GIVEN RECORDS Block Start

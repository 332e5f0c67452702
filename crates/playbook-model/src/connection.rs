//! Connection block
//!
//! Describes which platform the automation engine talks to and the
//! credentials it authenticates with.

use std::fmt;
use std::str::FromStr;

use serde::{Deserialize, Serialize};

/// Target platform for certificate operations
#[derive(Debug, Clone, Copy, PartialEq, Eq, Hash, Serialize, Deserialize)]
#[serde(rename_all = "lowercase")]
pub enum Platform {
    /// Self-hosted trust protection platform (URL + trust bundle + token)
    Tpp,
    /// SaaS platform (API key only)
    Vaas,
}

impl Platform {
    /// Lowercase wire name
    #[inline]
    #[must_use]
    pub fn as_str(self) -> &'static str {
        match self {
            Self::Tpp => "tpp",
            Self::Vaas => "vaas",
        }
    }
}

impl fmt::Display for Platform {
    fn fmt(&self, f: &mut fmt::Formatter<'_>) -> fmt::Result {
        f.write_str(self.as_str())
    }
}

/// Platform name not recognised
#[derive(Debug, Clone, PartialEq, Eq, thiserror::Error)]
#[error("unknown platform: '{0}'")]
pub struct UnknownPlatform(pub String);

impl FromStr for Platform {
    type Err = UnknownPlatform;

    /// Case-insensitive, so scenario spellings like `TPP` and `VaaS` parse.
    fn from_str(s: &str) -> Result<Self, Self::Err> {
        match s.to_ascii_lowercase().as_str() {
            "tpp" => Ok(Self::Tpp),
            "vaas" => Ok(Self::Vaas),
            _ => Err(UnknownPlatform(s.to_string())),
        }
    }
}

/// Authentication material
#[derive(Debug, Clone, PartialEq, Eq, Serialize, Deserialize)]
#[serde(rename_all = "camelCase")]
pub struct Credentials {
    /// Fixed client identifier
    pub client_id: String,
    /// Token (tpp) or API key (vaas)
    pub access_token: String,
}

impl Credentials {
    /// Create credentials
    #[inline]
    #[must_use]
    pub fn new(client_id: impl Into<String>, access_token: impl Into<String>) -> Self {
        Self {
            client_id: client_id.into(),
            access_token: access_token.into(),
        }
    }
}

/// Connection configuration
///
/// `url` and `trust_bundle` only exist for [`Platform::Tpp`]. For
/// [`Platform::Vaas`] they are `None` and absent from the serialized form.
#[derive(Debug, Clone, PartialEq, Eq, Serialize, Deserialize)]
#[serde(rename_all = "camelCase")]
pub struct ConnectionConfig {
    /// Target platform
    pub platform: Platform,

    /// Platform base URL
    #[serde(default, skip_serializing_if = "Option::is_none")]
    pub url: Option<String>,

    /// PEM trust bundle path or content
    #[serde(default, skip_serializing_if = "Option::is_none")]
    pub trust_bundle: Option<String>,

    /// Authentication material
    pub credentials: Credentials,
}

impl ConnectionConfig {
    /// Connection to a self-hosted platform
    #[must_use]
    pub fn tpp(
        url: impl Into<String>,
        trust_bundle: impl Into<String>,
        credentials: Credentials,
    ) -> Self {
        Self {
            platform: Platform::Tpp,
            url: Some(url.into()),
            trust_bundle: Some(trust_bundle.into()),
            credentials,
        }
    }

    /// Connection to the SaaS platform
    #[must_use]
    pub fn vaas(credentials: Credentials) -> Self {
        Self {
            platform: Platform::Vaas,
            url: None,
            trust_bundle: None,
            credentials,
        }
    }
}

GIVEN RECORDS Block End

**WORK ITEM**
An exact retyping of every line in the records is needed.

**RESULT OF THIS EXERCISE**
repository 332e5f0c67452702
filename crates/playbook-model/src/connection.rs
//! Connection block
//!
//! Describes which platform the automation engine talks to and the
//! credentials it authenticates with.

use std::fmt;
use std::str::FromStr;

use serde::{Deserialize, Serialize};

/// Target platform for certificate operations
#[derive(Debug, Clone, Copy, PartialEq, Eq, Hash, Serialize, Deserialize)]
#[serde(rename_all = "lowercase")]
pub enum Platform {
    /// Self-hosted trust protection platform (URL + trust bundle + token)
    Tpp,
    /// SaaS platform (API key only)
    Vaas,
}

impl Platform {
    /// Lowercase wire name
    #[inline]
    #[must_use]
    pub fn as_str(self) -> &'static str {
        match self {
            Self::Tpp => "tpp",
            Self::Vaas => "vaas",
        }
    }
}

impl fmt::Display for Platform {
    fn fmt(&self, f: &mut fmt::Formatter<'_>) -> fmt::Result {
        f.write_str(self.as_str())
    }
}

/// Platform name not recognised
#[derive(Debug, Clone, PartialEq, Eq, thiserror::Error)]
#[error("unknown platform: '{0}'")]
pub struct UnknownPlatform(pub String);

impl FromStr for Platform {
    type Err = UnknownPlatform;

    /// Case-insensitive, so scenario spellings like `TPP` and `VaaS` parse.
    fn from_str(s: &str) -> Result<Self, Self::Err> {
        match s.to_ascii_lowercase().as_str() {
            "tpp" => Ok(Self::Tpp),
            "vaas" => Ok(Self::Vaas),
            _ => Err(UnknownPlatform(s.to_string())),
        }
    }
}

/// Authentication material
#[derive(Debug, Clone, PartialEq, Eq, Serialize, Deserialize)]
#[serde(rename_all = "camelCase")]
pub struct Credentials {
    /// Fixed client identifier
    pub client_id: String,
    /// Token (tpp) or API key (vaas)
    pub access_token: String,
}

impl Credentials {
    /// Create credentials
    #[inline]
    #[must_use]
    pub fn new(client_id: impl Into<String>, access_token: impl Into<String>) -> Self {
        Self {
            client_id: client_id.into(),
            access_token: access_token.into(),
        }
    }
}

/// Connection configuration
///
/// `url` and `trust_bundle` only exist for [`Platform::Tpp`]. For
/// [`Platform::Vaas`] they are `None` and absent from the serialized form.
#[derive(Debug, Clone, PartialEq, Eq, Serialize, Deserialize)]
#[serde(rename_all = "camelCase")]
pub struct ConnectionConfig {
    /// Target platform
    pub platform: Platform,

    /// Platform base URL
    #[serde(default, skip_serializing_if = "Option::is_none")]
    pub url: Option<String>,

    /// PEM trust bundle path or content
    #[serde(default, skip_serializing_if = "Option::is_none")]
    pub trust_bundle: Option<String>,

    /// Authentication material
    pub credentials: Credentials,
}

impl ConnectionConfig {
    /// Connection to a self-hosted platform
    #[must_use]
    pub fn tpp(
        url: impl Into<String>,
        trust_bundle: impl Into<String>,
        credentials: Credentials,
    ) -> Self {
        Self {
            platform: Platform::Tpp,
            url: Some(url.into()),
            trust_bundle: Some(trust_bundle.into()),
            credentials,
        }
    }

    /// Connection to the SaaS platform
    #[must_use]
    pub fn vaas(credentials: Credentials) -> Self {
        Self {
            platform: Platform::Vaas,
            url: None,
            trust_bundle: None,
            credentials,
        }
    }
}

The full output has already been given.